--- PROBLEM ---
Return only those lines of the listing that hold the word "under".

--- TASK MATERIAL ---
-.-.-

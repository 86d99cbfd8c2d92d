//! Session registry
//!
//! The registry owns the canonical copy of every session. All access goes
//! through short closures executed under a single mutex; callers never hold
//! the lock across an `.await` or an engine call. Background workers only
//! keep the session id and the run generation they were started with, and
//! every write they make is checked against both via
//! [`SessionRegistry::update_active_run`].

use crate::ledger::BroadcastOutcome;
use crate::target::Target;
use crate::types::{PuzzleHeader, SessionId, SessionState};
use crate::{Error, Result};
use chrono::{DateTime, Utc};
use parking_lot::Mutex;
use serde::Serialize;
use std::collections::HashMap;
use std::path::PathBuf;
use std::time::Duration;

/// Where a session came from
#[derive(Debug, Clone, PartialEq, Eq)]
pub enum SessionOrigin {
    /// Created by StartMining
    Fresh,
    /// Created by ResumeMining from a state file
    Resumed { state_file: PathBuf },
}

/// Broadcast progress for a completed session
#[derive(Debug, Clone, PartialEq, Eq, Serialize)]
#[serde(tag = "status", content = "detail", rename_all = "snake_case")]
pub enum BroadcastStatus {
    /// No solution yet
    NotAttempted,
    /// Solution found but the policy disabled broadcasting
    Skipped,
    /// Submission in flight
    Pending,
    Accepted,
    Rejected(String),
}

impl From<BroadcastOutcome> for BroadcastStatus {
    fn from(outcome: BroadcastOutcome) -> Self {
        if outcome.accepted {
            BroadcastStatus::Accepted
        } else {
            BroadcastStatus::Rejected(outcome.error_message.unwrap_or_default())
        }
    }
}

/// A mining session
#[derive(Debug, Clone)]
pub struct Session {
    pub id: SessionId,
    pub header: PuzzleHeader,
    pub target: Target,
    /// `None` means unbounded
    pub time_limit: Option<Duration>,
    pub state: SessionState,
    /// Generation of the worker allowed to write to this session
    pub run: u64,
    pub origin: SessionOrigin,
    pub created_at: DateTime<Utc>,
    pub finished_at: Option<DateTime<Utc>>,
    pub broadcast: BroadcastStatus,
    pub failure: Option<String>,
}

impl Session {
    /// Create a session in Mining with the given header
    pub fn new(
        id: SessionId,
        header: PuzzleHeader,
        target: Target,
        time_limit: Option<Duration>,
        origin: SessionOrigin,
    ) -> Self {
        Self {
            id,
            header,
            target,
            time_limit,
            state: SessionState::Mining,
            run: 1,
            origin,
            created_at: Utc::now(),
            finished_at: None,
            broadcast: BroadcastStatus::NotAttempted,
            failure: None,
        }
    }

    /// Leave Mining for `state`, retiring the current run
    pub fn finish(&mut self, state: SessionState) {
        self.state = state;
        self.run += 1;
        self.finished_at = Some(Utc::now());
    }

    /// Client-facing view of the session
    pub fn status(&self) -> SessionStatus {
        let nonce = self.header.nonce;
        let message = match self.state {
            SessionState::Mining => "Mining in progress".to_string(),
            SessionState::Completed => format!("Mining complete. Found nonce: 0x{:x}", nonce),
            SessionState::Idle => format!("Mining paused at nonce 0x{:x}", nonce),
            SessionState::Failed => match &self.failure {
                Some(reason) => format!(
                    "Mining stopped without a solution. Last nonce: 0x{:x} ({})",
                    nonce, reason
                ),
                None => format!("Mining stopped without a solution. Last nonce: 0x{:x}", nonce),
            },
        };
        let solution_found = self.state == SessionState::Completed;

        SessionStatus {
            session_id: self.id.clone(),
            state: self.state,
            is_mining: self.state.is_mining(),
            current_nonce: nonce.to_string(),
            message,
            solution_found,
            solution_nonce: solution_found.then(|| format!("0x{:x}", nonce)),
            broadcast: self.broadcast.clone(),
        }
    }
}

/// Answer to GetStatus
#[derive(Debug, Clone, PartialEq, Eq, Serialize)]
pub struct SessionStatus {
    pub session_id: SessionId,
    pub state: SessionState,
    pub is_mining: bool,
    /// Decimal rendering of the live nonce
    pub current_nonce: String,
    pub message: String,
    pub solution_found: bool,
    pub solution_nonce: Option<String>,
    pub broadcast: BroadcastStatus,
}

/// Lock-protected map of sessions
#[derive(Debug, Default)]
pub struct SessionRegistry {
    sessions: Mutex<HashMap<SessionId, Session>>,
}

impl SessionRegistry {
    /// Create an empty registry
    pub fn new() -> Self {
        Self::default()
    }

    /// Register a new session; ids are never reused
    pub fn insert(&self, session: Session) -> Result<()> {
        let mut sessions = self.sessions.lock();
        if sessions.contains_key(&session.id) {
            return Err(Error::internal(
                "registry",
                format!("duplicate session id {}", session.id),
            ));
        }
        sessions.insert(session.id.clone(), session);
        Ok(())
    }

    /// Read a session
    pub fn with_session<R>(&self, id: &SessionId, f: impl FnOnce(&Session) -> R) -> Result<R> {
        let sessions = self.sessions.lock();
        sessions.get(id).map(f).ok_or_else(|| Error::not_found(id))
    }

    /// Mutate a session; the closure decides whether the transition is legal
    pub fn update<R>(
        &self,
        id: &SessionId,
        f: impl FnOnce(&mut Session) -> Result<R>,
    ) -> Result<R> {
        let mut sessions = self.sessions.lock();
        let session = sessions.get_mut(id).ok_or_else(|| Error::not_found(id))?;
        f(session)
    }

    /// Mutate a session only while it is still Mining under run `run`.
    ///
    /// Returns `None` when the session is gone, no longer Mining, or owned
    /// by a newer run. Workers use this for every progress and completion
    /// write so that a late result never overwrites a pause.
    pub fn update_active_run<R>(
        &self,
        id: &SessionId,
        run: u64,
        f: impl FnOnce(&mut Session) -> R,
    ) -> Option<R> {
        let mut sessions = self.sessions.lock();
        match sessions.get_mut(id) {
            Some(session) if session.state.is_mining() && session.run == run => Some(f(session)),
            _ => None,
        }
    }

    /// Set the broadcast status of a session if it still exists
    pub fn set_broadcast(&self, id: &SessionId, status: BroadcastStatus) {
        if let Some(session) = self.sessions.lock().get_mut(id) {
            session.broadcast = status;
        }
    }

    /// Remove non-Mining sessions that finished before `cutoff`
    pub fn evict_finished_before(&self, cutoff: DateTime<Utc>) -> Vec<SessionId> {
        let mut sessions = self.sessions.lock();
        let expired: Vec<SessionId> = sessions
            .values()
            .filter(|s| {
                !s.state.is_mining()
                    && s.broadcast != BroadcastStatus::Pending
                    && s.finished_at.is_some_and(|at| at < cutoff)
            })
            .map(|s| s.id.clone())
            .collect();
        for id in &expired {
            sessions.remove(id);
        }
        expired
    }

    /// Total number of sessions
    pub fn len(&self) -> usize {
        self.sessions.lock().len()
    }

    /// Whether the registry is empty
    pub fn is_empty(&self) -> bool {
        self.sessions.lock().is_empty()
    }

    /// Number of sessions in Mining
    pub fn mining_count(&self) -> usize {
        self.sessions
            .lock()
            .values()
            .filter(|s| s.state.is_mining())
            .count()
    }
}

#[cfg(test)]
mod tests {
    use super::*;
    use assert_matches::assert_matches;

    fn session(id: &str) -> Session {
        Session::new(
            SessionId::new(id),
            PuzzleHeader::new([0; 32], [1; 20], [2; 20], 0, 0, 0),
            Target::max(),
            None,
            SessionOrigin::Fresh,
        )
    }

    #[test]
    fn test_insert_and_lookup() {
        let registry = SessionRegistry::new();
        registry.insert(session("a")).unwrap();

        assert_eq!(registry.len(), 1);
        assert_eq!(registry.mining_count(), 1);
        let state = registry.with_session(&"a".into(), |s| s.state).unwrap();
        assert_eq!(state, SessionState::Mining);
        assert_matches!(
            registry.with_session(&"b".into(), |s| s.state),
            Err(Error::NotFound { .. })
        );
        assert!(registry.insert(session("a")).is_err());
    }

    #[test]
    fn test_active_run_guard() {
        let registry = SessionRegistry::new();
        registry.insert(session("a")).unwrap();
        let id = SessionId::new("a");

        assert_eq!(registry.update_active_run(&id, 1, |s| s.header.nonce = 10), Some(()));
        assert_eq!(registry.update_active_run(&id, 2, |s| s.header.nonce = 20), None);

        registry
            .update(&id, |s| {
                s.finish(SessionState::Idle);
                Ok(())
            })
            .unwrap();
        assert_eq!(registry.update_active_run(&id, 1, |s| s.header.nonce = 30), None);
        assert_eq!(registry.with_session(&id, |s| s.header.nonce).unwrap(), 10);
    }

    #[test]
    fn test_status_messages() {
        let mut s = session("a");
        s.header.nonce = 255;
        let status = s.status();
        assert!(status.is_mining);
        assert_eq!(status.current_nonce, "255");
        assert!(!status.solution_found);

        s.finish(SessionState::Completed);
        let status = s.status();
        assert!(!status.is_mining);
        assert_eq!(status.message, "Mining complete. Found nonce: 0xff");
        assert_eq!(status.solution_nonce.as_deref(), Some("0xff"));

        let mut idle = session("b");
        idle.header.nonce = 16;
        idle.finish(SessionState::Idle);
        assert_eq!(idle.status().message, "Mining paused at nonce 0x10");

        let mut failed = session("c");
        failed.failure = Some("engine crashed".into());
        failed.finish(SessionState::Failed);
        assert_eq!(
            failed.status().message,
            "Mining stopped without a solution. Last nonce: 0x0 (engine crashed)"
        );
    }

    #[test]
    fn test_eviction_skips_mining_sessions() {
        let registry = SessionRegistry::new();
        registry.insert(session("running")).unwrap();
        let mut done = session("done");
        done.finish(SessionState::Completed);
        registry.insert(done).unwrap();

        let evicted = registry.evict_finished_before(Utc::now() + chrono::Duration::seconds(1));
        assert_eq!(evicted, vec![SessionId::new("done")]);
        assert_eq!(registry.len(), 1);
        assert_eq!(registry.mining_count(), 1);
    }

    #[test]
    fn test_broadcast_status_from_outcome() {
        assert_eq!(
            BroadcastStatus::from(BroadcastOutcome::accepted()),
            BroadcastStatus::Accepted
        );
        assert_eq!(
            BroadcastStatus::from(BroadcastOutcome::rejected("nope")),
            BroadcastStatus::Rejected("nope".into())
        );
    }
}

-.-.-

--- ANSWER AREA ---
//! through short closures executed under a single mutex; callers never hold
    /// Mutate a session only while it is still Mining under run `run`.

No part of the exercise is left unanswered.